The Chevron lawsuit is an abrupt reminder of the legal pitfalls that companies also face in Brazil, where a new generation of crusading prosecutors has emerged in recent years, irking the public and private sector alike.

“The situation is extremely worrisome,” said Wagner Freire, a former exploration and production director at Petrobras, Brazil’s state-controlled oil company. “Not only does there seem to be almost no technical basis for the suit, the political overtones are the latest example of the enormous steps backward the industry is taking.”

The lawsuit, for 20 billion reais ($10.6 billion), was filed Wednesday by federal prosecutors in Campos, a city in Rio de Janeiro state close to Brazil’s main offshore oil fields. It seeks punitive damages for the spill of about 3,000 barrels of oil from the Chevron-operated Frade field in the Atlantic Ocean northeast of Rio.

While the lawsuit does not name Petrobras, a partner in Frade, it may be affected since seven of Transocean’s 10 rigs working in Brazil are under contract with the local giant.

The spill was met with an uproar that highlighted a resurgence of nationalism around Brazil’s vast natural resources, with government officials and legislators publicly lambasting Chevron, the second-largest U.S. oil company.

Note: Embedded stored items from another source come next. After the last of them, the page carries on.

//! Events the host delivers about the vault and the editor.

use std::path::PathBuf;

use chrono::{DateTime, Utc};
use serde::{Deserialize, Serialize};

/// An event about a note or the active editor.
#[derive(Debug, Clone, PartialEq, Serialize, Deserialize)]
pub struct VaultEvent {
    /// The kind of event.
    pub kind: VaultEventKind,

    /// When the event occurred.
    pub timestamp: DateTime<Utc>,
}

impl VaultEvent {
    /// Create a new event stamped with the current time.
    pub fn new(kind: VaultEventKind) -> Self {
        Self {
            kind,
            timestamp: Utc::now(),
        }
    }

    /// A note was written.
    pub fn modified(path: impl Into<PathBuf>) -> Self {
        Self::new(VaultEventKind::Modified { path: path.into() })
    }

    /// A note was created.
    pub fn created(path: impl Into<PathBuf>) -> Self {
        Self::new(VaultEventKind::Created { path: path.into() })
    }

    /// A note was deleted.
    pub fn deleted(path: impl Into<PathBuf>) -> Self {
        Self::new(VaultEventKind::Deleted { path: path.into() })
    }

    /// A note moved.
    pub fn renamed(from: impl Into<PathBuf>, to: impl Into<PathBuf>) -> Self {
        Self::new(VaultEventKind::Renamed {
            from: from.into(),
            to: to.into(),
        })
    }

    /// The editor buffer changed.
    pub fn editor_changed(path: Option<PathBuf>, text: impl Into<String>) -> Self {
        Self::new(VaultEventKind::EditorChanged {
            path,
            text: text.into(),
        })
    }
}

/// Kind of vault event.
#[derive(Debug, Clone, PartialEq, Eq, Serialize, Deserialize)]
#[serde(tag = "type", rename_all = "snake_case")]
pub enum VaultEventKind {
    /// Note content was written.
    Modified { path: PathBuf },

    /// Note was created.
    Created { path: PathBuf },

    /// Note was deleted.
    Deleted { path: PathBuf },

    /// Note was renamed or moved.
    Renamed { from: PathBuf, to: PathBuf },

    /// The active editor's content changed. `path` is the note being edited,
    /// if any.
    EditorChanged { path: Option<PathBuf>, text: String },
}

/// Translate a raw filesystem notification into vault events.
///
/// Access and metadata-only changes produce nothing. A rename whose two
/// halves arrive separately becomes a delete followed by a create.
pub fn from_notify(event: notify::Event) -> Vec<VaultEvent> {
    use notify::EventKind;
    use notify::event::{ModifyKind, RenameMode};

    let mut paths = event.paths.into_iter();
    match event.kind {
        EventKind::Create(_) => paths.map(VaultEvent::created).collect(),
        EventKind::Remove(_) => paths.map(VaultEvent::deleted).collect(),
        EventKind::Modify(ModifyKind::Name(RenameMode::Both)) => {
            match (paths.next(), paths.next()) {
                (Some(from), Some(to)) => vec![VaultEvent::renamed(from, to)],
                (Some(path), None) => vec![VaultEvent::modified(path)],
                _ => Vec::new(),
            }
        }
        EventKind::Modify(ModifyKind::Name(RenameMode::From)) => {
            paths.map(VaultEvent::deleted).collect()
        }
        EventKind::Modify(ModifyKind::Name(RenameMode::To)) => {
            paths.map(VaultEvent::created).collect()
        }
        EventKind::Modify(ModifyKind::Metadata(_)) => Vec::new(),
        EventKind::Modify(_) => paths.map(VaultEvent::modified).collect(),
        EventKind::Access(_) | EventKind::Any | EventKind::Other => Vec::new(),
    }
}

Brazil’s Federal Police and oil regulator ANP are still investigating the causes of the Chevron leak, which was less than 1 percent of the size of the 2010 Macondo spill involving a Transocean rig working for BP in the Gulf of Mexico.

The suit claims that Chevron, which has accepted full responsibility for the spill, and Transocean did not have proper contingency plans in place to respond to an accident. It also says they failed to estimate well pressure and rock strength, showing negligence.

None of the oil reached shore or formed a slick, Brazilian authorities said. Less than one barrel remains on the surface.

“This looks like an unfortunate accident caused by a kick, or unexpected reservoir pressure, a pretty common occurrence,” said Benjamin Sodre, a Rio de Janeiro petroleum geologist with nearly 70 years of experience. “The equipment on site worked and prevented a blowout like the one in the Gulf.”

A similar trend is playing out in Brazil’s mining industry, underscoring the growing concerns about the investment climate here. Earlier this year, the government pressed for management changes at mining giant Vale, a private company. It is also rewriting the mining code, and two states are trying impose new taxes on metals extraction.

CRUSADING PROSECUTORS
The size of the damages sought in the Chevron case surprised even those who want less foreign involvement in Brazilian oil and none of Brazil’s four largest newspapers considered the suit serious enough to put on their front pages on Thursday.

“You have to be reasonable,” Candido Vaccarezza, the leader of President Dilma Rousseff’s Workers’ Party in the lower house of Congress, told Reuters in Brasilia. “It’s strange that prosecutors have come up with this number. Do you think it’s right to ask for 20 billion reais without a study, nothing? Has Chevron even made that much profit in Brazil? I don’t know.”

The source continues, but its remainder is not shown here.